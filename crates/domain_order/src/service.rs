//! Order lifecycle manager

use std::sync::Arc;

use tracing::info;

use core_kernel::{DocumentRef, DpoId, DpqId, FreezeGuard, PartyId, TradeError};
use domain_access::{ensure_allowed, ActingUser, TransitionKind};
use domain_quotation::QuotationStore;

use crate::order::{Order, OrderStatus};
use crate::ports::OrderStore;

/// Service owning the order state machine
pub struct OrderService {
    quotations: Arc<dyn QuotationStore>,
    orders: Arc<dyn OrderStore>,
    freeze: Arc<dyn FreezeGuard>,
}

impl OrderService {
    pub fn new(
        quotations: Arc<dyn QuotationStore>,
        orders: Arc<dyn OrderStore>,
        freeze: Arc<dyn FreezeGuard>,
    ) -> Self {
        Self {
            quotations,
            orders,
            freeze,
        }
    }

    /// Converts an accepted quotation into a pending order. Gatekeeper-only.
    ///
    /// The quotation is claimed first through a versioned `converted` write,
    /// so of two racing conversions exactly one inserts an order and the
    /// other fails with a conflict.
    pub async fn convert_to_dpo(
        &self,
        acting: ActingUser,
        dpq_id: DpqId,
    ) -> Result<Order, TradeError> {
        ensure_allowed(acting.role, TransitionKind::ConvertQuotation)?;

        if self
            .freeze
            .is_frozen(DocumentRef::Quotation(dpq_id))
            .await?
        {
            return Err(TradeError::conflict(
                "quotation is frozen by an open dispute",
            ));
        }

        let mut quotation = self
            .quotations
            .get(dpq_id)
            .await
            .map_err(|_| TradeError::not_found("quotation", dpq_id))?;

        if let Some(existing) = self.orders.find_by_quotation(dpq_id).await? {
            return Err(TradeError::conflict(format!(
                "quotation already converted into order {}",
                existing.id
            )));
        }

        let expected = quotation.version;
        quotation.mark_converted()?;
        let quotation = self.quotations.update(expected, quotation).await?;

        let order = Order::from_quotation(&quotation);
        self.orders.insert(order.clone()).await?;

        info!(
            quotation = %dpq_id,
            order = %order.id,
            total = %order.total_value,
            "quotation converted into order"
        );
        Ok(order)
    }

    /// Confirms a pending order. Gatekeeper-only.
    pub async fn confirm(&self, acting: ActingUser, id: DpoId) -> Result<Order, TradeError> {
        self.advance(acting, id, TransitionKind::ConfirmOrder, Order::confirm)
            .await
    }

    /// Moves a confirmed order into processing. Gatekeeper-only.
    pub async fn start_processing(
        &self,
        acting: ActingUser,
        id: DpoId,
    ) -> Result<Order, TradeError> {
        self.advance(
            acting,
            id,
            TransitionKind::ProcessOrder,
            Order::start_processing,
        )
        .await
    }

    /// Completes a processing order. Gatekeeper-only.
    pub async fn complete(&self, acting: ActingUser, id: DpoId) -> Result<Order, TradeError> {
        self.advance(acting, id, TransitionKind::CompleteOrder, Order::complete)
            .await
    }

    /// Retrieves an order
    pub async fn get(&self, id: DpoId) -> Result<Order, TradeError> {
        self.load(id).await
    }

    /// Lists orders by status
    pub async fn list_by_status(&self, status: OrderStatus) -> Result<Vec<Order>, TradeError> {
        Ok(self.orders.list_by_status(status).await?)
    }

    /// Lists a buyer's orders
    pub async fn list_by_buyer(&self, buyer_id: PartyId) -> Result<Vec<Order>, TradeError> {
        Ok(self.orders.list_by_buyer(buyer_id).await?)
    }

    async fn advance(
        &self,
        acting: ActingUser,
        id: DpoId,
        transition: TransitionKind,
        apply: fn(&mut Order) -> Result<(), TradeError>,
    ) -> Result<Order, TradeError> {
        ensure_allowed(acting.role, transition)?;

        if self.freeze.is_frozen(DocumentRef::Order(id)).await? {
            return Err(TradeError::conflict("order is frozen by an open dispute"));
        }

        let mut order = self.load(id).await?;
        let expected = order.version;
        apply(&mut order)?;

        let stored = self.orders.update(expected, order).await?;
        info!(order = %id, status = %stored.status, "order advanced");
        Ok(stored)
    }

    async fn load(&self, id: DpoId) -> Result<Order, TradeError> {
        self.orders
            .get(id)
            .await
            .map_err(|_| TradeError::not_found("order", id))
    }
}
---
▸ **TASK**: This task calls for the material above to be duplicated verbatim.

▸ **ANSWER**:
filename crates/domain_order/src/service.rs
//! Order lifecycle manager

use std::sync::Arc;

use tracing::info;

use core_kernel::{DocumentRef, DpoId, DpqId, FreezeGuard, PartyId, TradeError};
use domain_access::{ensure_allowed, ActingUser, TransitionKind};
use domain_quotation::QuotationStore;

use crate::order::{Order, OrderStatus};
use crate::ports::OrderStore;

/// Service owning the order state machine
pub struct OrderService {
    quotations: Arc<dyn QuotationStore>,
    orders: Arc<dyn OrderStore>,
    freeze: Arc<dyn FreezeGuard>,
}

impl OrderService {
    pub fn new(
        quotations: Arc<dyn QuotationStore>,
        orders: Arc<dyn OrderStore>,
        freeze: Arc<dyn FreezeGuard>,
    ) -> Self {
        Self {
            quotations,
            orders,
            freeze,
        }
    }

    /// Converts an accepted quotation into a pending order. Gatekeeper-only.
    ///
    /// The quotation is claimed first through a versioned `converted` write,
    /// so of two racing conversions exactly one inserts an order and the
    /// other fails with a conflict.
    pub async fn convert_to_dpo(
        &self,
        acting: ActingUser,
        dpq_id: DpqId,
    ) -> Result<Order, TradeError> {
        ensure_allowed(acting.role, TransitionKind::ConvertQuotation)?;

        if self
            .freeze
            .is_frozen(DocumentRef::Quotation(dpq_id))
            .await?
        {
            return Err(TradeError::conflict(
                "quotation is frozen by an open dispute",
            ));
        }

        let mut quotation = self
            .quotations
            .get(dpq_id)
            .await
            .map_err(|_| TradeError::not_found("quotation", dpq_id))?;

        if let Some(existing) = self.orders.find_by_quotation(dpq_id).await? {
            return Err(TradeError::conflict(format!(
                "quotation already converted into order {}",
                existing.id
            )));
        }

        let expected = quotation.version;
        quotation.mark_converted()?;
        let quotation = self.quotations.update(expected, quotation).await?;

        let order = Order::from_quotation(&quotation);
        self.orders.insert(order.clone()).await?;

        info!(
            quotation = %dpq_id,
            order = %order.id,
            total = %order.total_value,
            "quotation converted into order"
        );
        Ok(order)
    }

    /// Confirms a pending order. Gatekeeper-only.
    pub async fn confirm(&self, acting: ActingUser, id: DpoId) -> Result<Order, TradeError> {
        self.advance(acting, id, TransitionKind::ConfirmOrder, Order::confirm)
            .await
    }

    /// Moves a confirmed order into processing. Gatekeeper-only.
    pub async fn start_processing(
        &self,
        acting: ActingUser,
        id: DpoId,
    ) -> Result<Order, TradeError> {
        self.advance(
            acting,
            id,
            TransitionKind::ProcessOrder,
            Order::start_processing,
        )
        .await
    }

    /// Completes a processing order. Gatekeeper-only.
    pub async fn complete(&self, acting: ActingUser, id: DpoId) -> Result<Order, TradeError> {
        self.advance(acting, id, TransitionKind::CompleteOrder, Order::complete)
            .await
    }

    /// Retrieves an order
    pub async fn get(&self, id: DpoId) -> Result<Order, TradeError> {
        self.load(id).await
    }

    /// Lists orders by status
    pub async fn list_by_status(&self, status: OrderStatus) -> Result<Vec<Order>, TradeError> {
        Ok(self.orders.list_by_status(status).await?)
    }

    /// Lists a buyer's orders
    pub async fn list_by_buyer(&self, buyer_id: PartyId) -> Result<Vec<Order>, TradeError> {
        Ok(self.orders.list_by_buyer(buyer_id).await?)
    }

    async fn advance(
        &self,
        acting: ActingUser,
        id: DpoId,
        transition: TransitionKind,
        apply: fn(&mut Order) -> Result<(), TradeError>,
    ) -> Result<Order, TradeError> {
        ensure_allowed(acting.role, transition)?;

        if self.freeze.is_frozen(DocumentRef::Order(id)).await? {
            return Err(TradeError::conflict("order is frozen by an open dispute"));
        }

        let mut order = self.load(id).await?;
        let expected = order.version;
        apply(&mut order)?;

        let stored = self.orders.update(expected, order).await?;
        info!(order = %id, status = %stored.status, "order advanced");
        Ok(stored)
    }

    async fn load(&self, id: DpoId) -> Result<Order, TradeError> {
        self.orders
            .get(id)
            .await
            .map_err(|_| TradeError::not_found("order", id))
    }
}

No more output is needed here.